The Shake-up of Cinema Status Quo

Women's Voices Now
The WVoice
Published in
5 min readJan 9, 2023

A welcome sign of change in a male-dominated art form: the 2022 Sight and Sound Poll.

BY: Ausma Palmer

Chantal Akerman’s “Jeanne Dielman” is a feminist drama that forces the viewer to join in on the dull domestic tasks of a widow in 1970s Brussels. Source: MUBI

A marathon three-hour feminist domestic drama created by a then 25-year-old female director has finally dethroned the likes of Orson Welles and Alfred Hitchcock, toppling the cinema hierarchy as we know it.

In December 2022, Sight and Sound released its once-a-decade poll of the 100 all-time greatest films, voted upon by 1,639 international film critics and curators. For the first time in the poll’s 70-year history, a film by a female director took the top spot: French filmmaker Chantal Akerman’s 1975 film, Jeanne Dielman, 23, quai du commerce, 1080 Bruxelles. The eighth edition of the list also includes an unprecedented six women filmmakers in the top 30 and a total of eleven films directed by women.

The ascension of a woman-directed film to the top of the list and an increased number of films by women directors overall indicates a marked shift away from the white male voices that have dominated cinema — as both critics and directors — over the past 100 years. The fact that it is Akerman’s experimental feminist film in the number one spot is especially a radical choice by the voters that will undoubtedly shape the tastes of young film fans over the next decade. Jeanne Dielman is not just a portrait of a French widow as she goes about her domestic duties; its nearly three-and-a-half-hour runtime forces the viewer to fully inhabit mundane, ritualistic life lived in her dreary apartment, making the film an entirely sensual, physical experience.

Three films by Agnès Varda, a contemporary of Akerman’s, appear on Sight and Sound’s 2022 list. Source: Film at Lincoln Center

Akerman broke from the form of the male-dominated, narrative-driven New Wave (Nouvelle Vague) movement of the 60s and 70s and instead became known for her unconventional, “slow,” observational films (her documentary News from Home, a series of images of New York City in the 1970s narrated by the director, also made the list). While she was a trailblazer for being one of few filmmakers at the time (like her contemporary Agnès Varda) tackling feminist issues on the screen, the way she played with the form of cinema itself also made her a technical pioneer.

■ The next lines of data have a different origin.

//! Router-level behavior: health probe, fallback, body parsing, CORS.

use serde_json::json;

mod common;

use common::{contact, create_contact, spawn_app};

#[tokio::test]
async fn health_probe_reports_ok() {
    let app = spawn_app().await;

    let res = app.client.get(app.url("/health")).send().await.unwrap();
    assert_eq!(res.status(), 200);

    let body: serde_json::Value = res.json().await.unwrap();
    assert_eq!(body["status"], "ok");
    assert_eq!(body["version"], env!("CARGO_PKG_VERSION"));
}

#[tokio::test]
async fn unmatched_route_gets_envelope_404() {
    let app = spawn_app().await;

    let res = app
        .client
        .get(app.url("/api/no-such-thing"))
        .send()
        .await
        .unwrap();
    assert_eq!(res.status(), 404);

    let envelope: serde_json::Value = res.json().await.unwrap();
    assert_eq!(envelope["success"], false);
    assert_eq!(envelope["message"], "route not found");
}

#[tokio::test]
async fn non_numeric_id_is_a_validation_failure() {
    let app = spawn_app().await;

    let res = app
        .client
        .get(app.url("/api/contacts/abc"))
        .send()
        .await
        .unwrap();
    assert_eq!(res.status(), 400);

    let envelope: serde_json::Value = res.json().await.unwrap();
    assert_eq!(envelope["success"], false);
}

#[tokio::test]
async fn malformed_json_body_is_a_validation_failure() {
    let app = spawn_app().await;

    let res = app
        .client
        .post(app.url("/api/contacts"))
        .header("content-type", "application/json")
        .body("{not json")
        .send()
        .await
        .unwrap();
    assert_eq!(res.status(), 400);

    let envelope: serde_json::Value = res.json().await.unwrap();
    assert_eq!(envelope["success"], false);
}

#[tokio::test]
async fn urlencoded_bodies_are_accepted() {
    let app = spawn_app().await;

    let res = app
        .client
        .post(app.url("/api/contacts"))
        .form(&[("name", "Alice"), ("phone", "13800001111")])
        .send()
        .await
        .unwrap();
    assert_eq!(res.status(), 201);

    let envelope: serde_json::Value = res.json().await.unwrap();
    assert_eq!(envelope["success"], true);
    assert_eq!(envelope["data"]["name"], "Alice");
}

#[tokio::test]
async fn any_origin_is_allowed() {
    let app = spawn_app().await;

    let res = app
        .client
        .get(app.url("/api/contacts"))
        .header("origin", "http://elsewhere.example")
        .send()
        .await
        .unwrap();
    assert_eq!(res.status(), 200);
    assert_eq!(
        res.headers()
            .get("access-control-allow-origin")
            .and_then(|v| v.to_str().ok()),
        Some("*")
    );
}

#[tokio::test]
async fn responses_carry_a_request_id() {
    let app = spawn_app().await;

    let res = app.client.get(app.url("/api/contacts")).send().await.unwrap();
    assert!(res.headers().contains_key("x-request-id"));
}

#[tokio::test]
async fn client_assets_are_served() {
    let app = spawn_app().await;

    let res = app.client.get(app.url("/")).send().await.unwrap();
    assert_eq!(res.status(), 200);
    let body = res.text().await.unwrap();
    assert!(body.contains("contact-form"));

    let res = app.client.get(app.url("/app.js")).send().await.unwrap();
    assert_eq!(res.status(), 200);

    let res = app.client.get(app.url("/style.css")).send().await.unwrap();
    assert_eq!(res.status(), 200);
}

#[tokio::test]
async fn create_and_update_share_validation_rules() {
    let app = spawn_app().await;

    let envelope = create_contact(&app, &contact("Alice", "13800001111")).await;
    let id = envelope["data"]["id"].as_i64().unwrap();

    let res = app
        .client
        .put(app.url(&format!("/api/contacts/{}", id)))
        .json(&json!({ "name": "Alice", "phone": "12345" }))
        .send()
        .await
        .unwrap();
    assert_eq!(res.status(), 400);

    let envelope: serde_json::Value = res.json().await.unwrap();
    assert_eq!(envelope["message"], "invalid phone number format");
}
//! HTTP protocol handling subsystem.
//!
//! # Data Flow
//! ```text
//! TCP connection
//!     → server.rs (Axum setup, middleware, dispatch)
//!     → request.rs (body parsing: JSON or urlencoded)
//!     → handlers.rs (route handlers → contact service)
//!     → response.rs (envelope shaping, error translation)
//!     → Send to client
//! ```

pub mod handlers;
pub mod request;
pub mod response;
pub mod server;

pub use request::ContactPayload;
pub use response::ApiResponse;
pub use server::{AppState, HttpServer};
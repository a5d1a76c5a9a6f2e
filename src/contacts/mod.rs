//! Contact management subsystem.
//!
//! # Data Flow
//! ```text
//! HTTP handler
//!     → service.rs (validate, orchestrate)
//!     → validation.rs (required fields, phone pattern)
//!     → store.rs (SQL against the contacts table)
//!     → Contact rows back up the stack
//! ```
//!
//! # Design Decisions
//! - The service never caches: every read, including the re-read after an
//!   insert or update, goes to the store so responses reflect the latest
//!   committed state
//! - Phone uniqueness is enforced twice: a pre-check for a precise error
//!   message, and a UNIQUE constraint in the store that closes the
//!   check-then-insert race under concurrent writes
//! - Updates replace all mutable fields wholesale; there is no patch

pub mod model;
pub mod service;
pub mod store;
pub mod validation;

pub use model::{Contact, ContactDraft};
pub use service::ContactService;
pub use store::ContactStore;

use thiserror::Error;

/// Failures a contact operation can signal.
#[derive(Debug, Error)]
pub enum ContactError {
    /// Input was missing or malformed.
    #[error("{0}")]
    Validation(String),

    /// Another contact already uses this phone number.
    #[error("phone number already in use")]
    DuplicatePhone,

    /// No contact exists with the given id.
    #[error("contact {0} not found")]
    NotFound(i64),

    /// The store failed or was unreachable.
    #[error("store error: {0}")]
    Store(#[from] sqlx::Error),
}
//! Contact service: the five CRUD operations.
//!
//! # Responsibilities
//! - Validate input and order the checks (existence → fields → uniqueness)
//! - Issue store operations and shape their results
//! - Map the store's UNIQUE violation to a duplicate-phone failure
//!
//! # Design Decisions
//! - Create and update re-read the persisted row before returning it, so
//!   callers always see what the store committed
//! - The duplicate pre-check keeps messages precise; the constraint
//!   violation mapping keeps concurrent writers correct

use crate::contacts::model::{Contact, ContactDraft};
use crate::contacts::store::{is_unique_violation, ContactStore};
use crate::contacts::{validation, ContactError};

/// Stateless facade over the contact store.
#[derive(Debug, Clone)]
pub struct ContactService {
    store: ContactStore,
}

impl ContactService {
    pub fn new(store: ContactStore) -> Self {
        Self { store }
    }

    /// All contacts, newest first.
    pub async fn list(&self) -> Result<Vec<Contact>, ContactError> {
        Ok(self.store.fetch_all().await?)
    }

    /// A single contact by id.
    pub async fn get(&self, id: i64) -> Result<Contact, ContactError> {
        self.store
            .fetch_by_id(id)
            .await?
            .ok_or(ContactError::NotFound(id))
    }

    /// Validate and persist a new contact, returning the stored row.
    pub async fn create(&self, draft: ContactDraft) -> Result<Contact, ContactError> {
        let draft = draft.normalized();
        validation::validate_draft(&draft)?;

        if self.store.phone_in_use(&draft.phone, None).await? {
            return Err(ContactError::DuplicatePhone);
        }

        let id = match self.store.insert(&draft).await {
            Ok(id) => id,
            Err(e) if is_unique_violation(&e) => return Err(ContactError::DuplicatePhone),
            Err(e) => return Err(e.into()),
        };

        tracing::info!(id, phone = %draft.phone, "Contact created");
        self.get(id).await
    }

    /// Validate and replace every mutable field of an existing contact.
    pub async fn update(&self, id: i64, draft: ContactDraft) -> Result<Contact, ContactError> {
        if self.store.fetch_by_id(id).await?.is_none() {
            return Err(ContactError::NotFound(id));
        }

        let draft = draft.normalized();
        validation::validate_draft(&draft)?;

        if self.store.phone_in_use(&draft.phone, Some(id)).await? {
            return Err(ContactError::DuplicatePhone);
        }

        match self.store.update(id, &draft).await {
            Ok(_) => {}
            Err(e) if is_unique_violation(&e) => return Err(ContactError::DuplicatePhone),
            Err(e) => return Err(e.into()),
        }

        tracing::info!(id, "Contact updated");
        self.get(id).await
    }

    /// Hard-delete a contact.
    pub async fn delete(&self, id: i64) -> Result<(), ContactError> {
        if self.store.fetch_by_id(id).await?.is_none() {
            return Err(ContactError::NotFound(id));
        }

        self.store.delete(id).await?;
        tracing::info!(id, "Contact deleted");
        Ok(())
    }
}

Being a female filmmaker in the 20th century was in and of itself a revolutionary thing to be, given how male-dominated the industry has always been. Yet, the women filmmakers on the Sight and Sound list are also notable for how they redefined what a film could be while also challenging societal and political norms in their stories. Among those are Vera Chytilova, a Czech filmmaker whose highly experimental, cult-classic film Daisies is a scathing critique of Soviet ideology and hypocrisy; Celina Sciamma’s 18th century lesbian drama Portrait of a Lady on Fire; and the film Wanda, about the suffocating rural life of the titular character that independent filmmaker Barbara Loden both directed and starred in.

As any super subjective list of the supposed greats curated by a very select group of individuals would, the 2022 poll does have its faults and glaring holes. For example, only a single film directed by a woman of color made the list (Julie Dash’s 1991 film Daughters of the Dust, tied at #60) and a lopsided seven of the eleven women-directed films were made by European women (six of whom are French). Even so, the poll signals a radical shift away from the status quo and the typical, male-focused films that have long been considered the greats — the dethroning of Citizen Kane to the #3 spot alone illustrates the more diverse tastes of newer filmmakers and critics alike in the 21st century.

Daughters of the Dust, directed by Julie Dash, was the sole film directed by a woman of color to make the 2022 Sight and Sound Top 100. Source: Cohen Film Collection

Much of this shift can be attributed to the advent of the internet and the increasing importance of online film archives and streaming services to shape viewer’s tastes. More than anything, the poll emphasizes just how much access and exposure to unique and diverse voices and global issues shapes culture, and how it is more crucial than ever. With Women’s Voices Now’s very own Voices for Change film collection of over 200 free films, we aim to open viewers up to global issues facing women in the hopes of illuminating just how much power film has to create social change.

While no list alone has the power to transform the film world or erase the inequality and lack of diversity that persists in the industry, the results of the 2022 poll are a welcome sign of change in a male-dominated art form. Over the next decade, perhaps films by and about men will no longer be considered the “default” of great cinema, and women-directed films, that have long been considered “niche”, will be viewed with the seriousness and artistic value they have always deserved.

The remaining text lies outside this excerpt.